_TASK INPUTS_
Content starts

//! # Conflict Detection
//!
//! Compares the values of a set of fields across a set of records. For each field the
//! present values are grouped by [`AttrValue::value_key`]:
//!
//! - one distinct value: [`Agreement::Agreed`], however many records lack the field
//! - two or more: [`Agreement::Conflict`] with the distinct values in first-seen order
//! - none at all: [`Agreement::Unset`]
//!
//! "Unset" is never a value of its own. Records lacking a field are listed separately
//! in [`FieldConflict::missing`]. A multi-valued attribute contributes every value it
//! holds, so one record with two different values is already a conflict.

use std::collections::{HashMap, HashSet};

use rusqlite::Connection;
use serde::Serialize;

use crate::attributes::{AttrValue, Attribute};
use crate::commands::eav::fetch_entries;
use crate::commands::helpers::{record_from_row, require_records, select_in, RECORD_COLUMNS};
use crate::error::Result;
use crate::model::{AttributeId, Record, RecordId};
use crate::query::{Field, StructuralField};
use crate::session::Session;

#[derive(Debug, Clone, PartialEq, Serialize)]
#[serde(tag = "status", content = "values", rename_all = "snake_case")]
pub enum Agreement {
    Agreed(AttrValue),
    Conflict(Vec<AttrValue>),
    Unset,
}

impl Agreement {
    pub fn is_conflict(&self) -> bool {
        matches!(self, Agreement::Conflict(_))
    }
}

#[derive(Debug, Clone, PartialEq, Serialize)]
pub struct FieldConflict {
    pub field: String,
    pub status: Agreement,
    /// Records that hold no value for the field.
    pub missing: Vec<RecordId>,
}

/// Per-field agreement, in the order the fields were requested.
#[derive(Debug, Clone, Default, PartialEq, Serialize)]
pub struct ConflictTable {
    pub fields: Vec<FieldConflict>,
}

impl ConflictTable {
    pub fn get(&self, field: &str) -> Option<&FieldConflict> {
        self.fields.iter().find(|f| f.field == field)
    }

    pub fn iter(&self) -> impl Iterator<Item = &FieldConflict> {
        self.fields.iter()
    }

    pub fn len(&self) -> usize {
        self.fields.len()
    }

    pub fn is_empty(&self) -> bool {
        self.fields.is_empty()
    }

    pub fn has_conflicts(&self) -> bool {
        self.fields.iter().any(|f| f.status.is_conflict())
    }
}

enum Source<'r> {
    Column(StructuralField),
    Attribute(&'r Attribute),
}

fn classify(
    field: &str,
    records: &[RecordId],
    values: &[(RecordId, AttrValue)],
) -> FieldConflict {
    let mut distinct: Vec<AttrValue> = Vec::new();
    let mut keys: HashSet<String> = HashSet::new();
    let mut holders: HashSet<RecordId> = HashSet::with_capacity(values.len());
    for (holder, value) in values {
        holders.insert(*holder);
        if keys.insert(value.value_key()) {
            distinct.push(value.clone());
        }
    }
    let missing = records
        .iter()
        .copied()
        .filter(|id| !holders.contains(id))
        .collect();
    let status = match distinct.len() {
        0 => Agreement::Unset,
        1 => Agreement::Agreed(distinct.remove(0)),
        _ => Agreement::Conflict(distinct),
    };
    FieldConflict {
        field: field.to_string(),
        status,
        missing,
    }
}

fn structural_value(record: &Record, field: StructuralField) -> Option<AttrValue> {
    match field {
        StructuralField::RecordId => Some(AttrValue::integer(record.id.0)),
        StructuralField::NodeId => Some(AttrValue::integer(record.node_id.0)),
        StructuralField::CampaignId => Some(AttrValue::integer(record.campaign_id.0)),
        StructuralField::OwnerId => record.owner_id.map(AttrValue::integer),
        StructuralField::CalibrationId => record.calibration_id.map(AttrValue::integer),
        StructuralField::MeasurementRef => record.measurement_ref.clone().map(AttrValue::Text),
        StructuralField::CreatedAt => Some(AttrValue::datetime(record.created_at)),
    }
}

fn load_records(conn: &Connection, ids: &[RecordId]) -> Result<HashMap<RecordId, Record>> {
    let rows = select_in(
        conn,
        "load records",
        &format!("SELECT {} FROM record WHERE record_id IN ({{}})", RECORD_COLUMNS),
        &[],
        ids,
        record_from_row,
    )?;
    Ok(rows.into_iter().map(|r| (r.id, r)).collect())
}

fn attribute_values(
    conn: &Connection,
    attribute: &Attribute,
    records: &[RecordId],
) -> Result<Vec<(RecordId, AttrValue)>> {
    Ok(fetch_entries(conn, attribute, records)?
        .into_iter()
        .map(|e| (e.record_id, e.value))
        .collect())
}

/// Compare `fields` (structural column names or attribute names) across `records`.
pub fn detect_conflicts(
    session: &mut Session,
    records: &[RecordId],
    fields: &[&str],
) -> Result<ConflictTable> {
    let registry = session.registry()?;
    let sources = fields
        .iter()
        .map(|name| match Field::parse(name) {
            Field::Structural(field) => Ok((*name, Source::Column(field))),
            Field::Attribute(attr) => Ok((*name, Source::Attribute(registry.resolve(&attr)?))),
        })
        .collect::<Result<Vec<_>>>()?;

    let visibility = &session.visibility;
    session.db.read("detect conflicts", |conn| {
        let records = require_records(conn, visibility, records)?;
        let mut loaded: Option<HashMap<RecordId, Record>> = None;
        let mut table = ConflictTable::default();
        for (name, source) in sources {
            let values: Vec<(RecordId, AttrValue)> = match source {
                Source::Column(field) => {
                    if loaded.is_none() {
                        loaded = Some(load_records(conn, &records)?);
                    }
                    loaded
                        .iter()
                        .flat_map(|m| records.iter().filter_map(|id| m.get(id)))
                        .filter_map(|r| structural_value(r, field).map(|v| (r.id, v)))
                        .collect()
                }
                Source::Attribute(attribute) => attribute_values(conn, attribute, &records)?,
            };
            table.fields.push(classify(name, &records, &values));
        }
        Ok(table)
    })
}

/// Compare every attribute any of `records` carries, in attribute id order.
pub fn detect_all_conflicts(
    session: &mut Session,
    records: &[RecordId],
) -> Result<ConflictTable> {
    let registry = session.registry()?;
    let visibility = &session.visibility;
    session.db.read("detect conflicts", |conn| {
        let records = require_records(conn, visibility, records)?;
        let mut carried = select_in(
            conn,
            "detect conflicts",
            "SELECT DISTINCT attribute_id FROM eav_value WHERE record_id IN ({})",
            &[],
            &records,
            |row| row.get::<_, AttributeId>(0),
        )?;
        carried.sort();
        carried.dedup();

        let mut table = ConflictTable::default();
        for id in carried {
            let attribute = registry.resolve_id(id)?;
            let values = attribute_values(conn, attribute, &records)?;
            table
                .fields
                .push(classify(&attribute.name, &records, &values));
        }
        Ok(table)
    })
}

#[cfg(test)]
mod tests {
    use super::*;
    use crate::commands::{eav, records as record_cmds};
    use crate::error::SpectraError;
    use crate::test_utils::TestEnv;

    fn height(env: &mut TestEnv, record: RecordId, value: i64) {
        eav::set_value(
            &mut env.session,
            &[record],
            "height",
            &AttrValue::integer(value),
            None,
        )
        .unwrap();
    }

    #[test]
    fn unset_records_do_not_break_agreement() {
        let mut env = TestEnv::new();
        let (r1, r2, r3) = (env.record(), env.record(), env.record());
        height(&mut env, r1, 10);
        height(&mut env, r2, 10);

        let table = detect_conflicts(&mut env.session, &[r1, r2, r3], &["height"]).unwrap();
        let field = table.get("height").unwrap();
        assert_eq!(field.status, Agreement::Agreed(AttrValue::integer(10)));
        assert_eq!(field.missing, vec![r3]);
        assert!(!table.has_conflicts());
    }

    #[test]
    fn distinct_values_conflict() {
        let mut env = TestEnv::new();
        let (r1, r2) = (env.record(), env.record());
        height(&mut env, r1, 10);
        height(&mut env, r2, 20);

        let table = detect_conflicts(&mut env.session, &[r1, r2], &["height"]).unwrap();
        assert_eq!(
            table.get("height").unwrap().status,
            Agreement::Conflict(vec![AttrValue::integer(10), AttrValue::integer(20)])
        );
        assert!(table.has_conflicts());
    }

    #[test]
    fn field_order_follows_request_and_mixes_structural() {
        let mut env = TestEnv::new();
        let (r1, r2) = (env.record(), env.record());
        record_cmds::update_records_field(
            &mut env.session,
            &[r1],
            record_cmds::RecordUpdate::Owner(Some(4)),
        )
        .unwrap();

        let table =
            detect_conflicts(&mut env.session, &[r1, r2], &["species", "node_id", "owner_id"])
                .unwrap();
        let names: Vec<_> = table.iter().map(|f| f.field.as_str()).collect();
        assert_eq!(names, vec!["species", "node_id", "owner_id"]);

        assert_eq!(table.get("species").unwrap().status, Agreement::Unset);
        assert_eq!(
            table.get("node_id").unwrap().status,
            Agreement::Agreed(AttrValue::integer(env.node.0))
        );
        let owner = table.get("owner_id").unwrap();
        assert_eq!(owner.status, Agreement::Agreed(AttrValue::integer(4)));
        assert_eq!(owner.missing, vec![r2]);
    }

    #[test]
    fn all_attributes_variant_uses_attribute_order() {
        let mut env = TestEnv::new();
        let (r1, r2) = (env.record(), env.record());
        height(&mut env, r1, 10);
        height(&mut env, r2, 11);
        eav::set_value(
            &mut env.session,
            &[r1, r2],
            "species",
            &AttrValue::text("oak"),
            None,
        )
        .unwrap();

        let table = detect_all_conflicts(&mut env.session, &[r1, r2]).unwrap();
        let names: Vec<_> = table.iter().map(|f| f.field.as_str()).collect();
        assert_eq!(names, vec!["species", "height"]);
        assert!(table.get("height").unwrap().status.is_conflict());
        assert!(!table.get("species").unwrap().status.is_conflict());
    }

    #[test]
    fn classify_scales_to_import_sized_selections() {
        let records: Vec<RecordId> = (1..=20_000).map(RecordId).collect();
        let values: Vec<(RecordId, AttrValue)> = records
            .iter()
            .filter(|r| r.0 % 2 == 0)
            .map(|r| (*r, AttrValue::integer(r.0 % 3)))
            .collect();

        let field = classify("height", &records, &values);
        assert_eq!(field.missing.len(), 10_000);
        assert_eq!(field.missing[..2], [RecordId(1), RecordId(3)]);
        assert_eq!(
            field.status,
            Agreement::Conflict(vec![
                AttrValue::integer(2),
                AttrValue::integer(1),
                AttrValue::integer(0)
            ])
        );
    }

    #[test]
    fn unknown_field_is_not_found() {
        let mut env = TestEnv::new();
        let r = env.record();
        assert!(matches!(
            detect_conflicts(&mut env.session, &[r], &["colour"]),
            Err(SpectraError::NotFound { .. })
        ));
    }
}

Content ends

_ASSIGNMENT_
Your output is to be the lines of the listing, exact and complete, starting at the first and ending with the line that contains "lack the field".

_YOUR RESPONSE_
//! # Conflict Detection
//!
//! Compares the values of a set of fields across a set of records. For each field the
//! present values are grouped by [`AttrValue::value_key`]:
//!
//! - one distinct value: [`Agreement::Agreed`], however many records lack the field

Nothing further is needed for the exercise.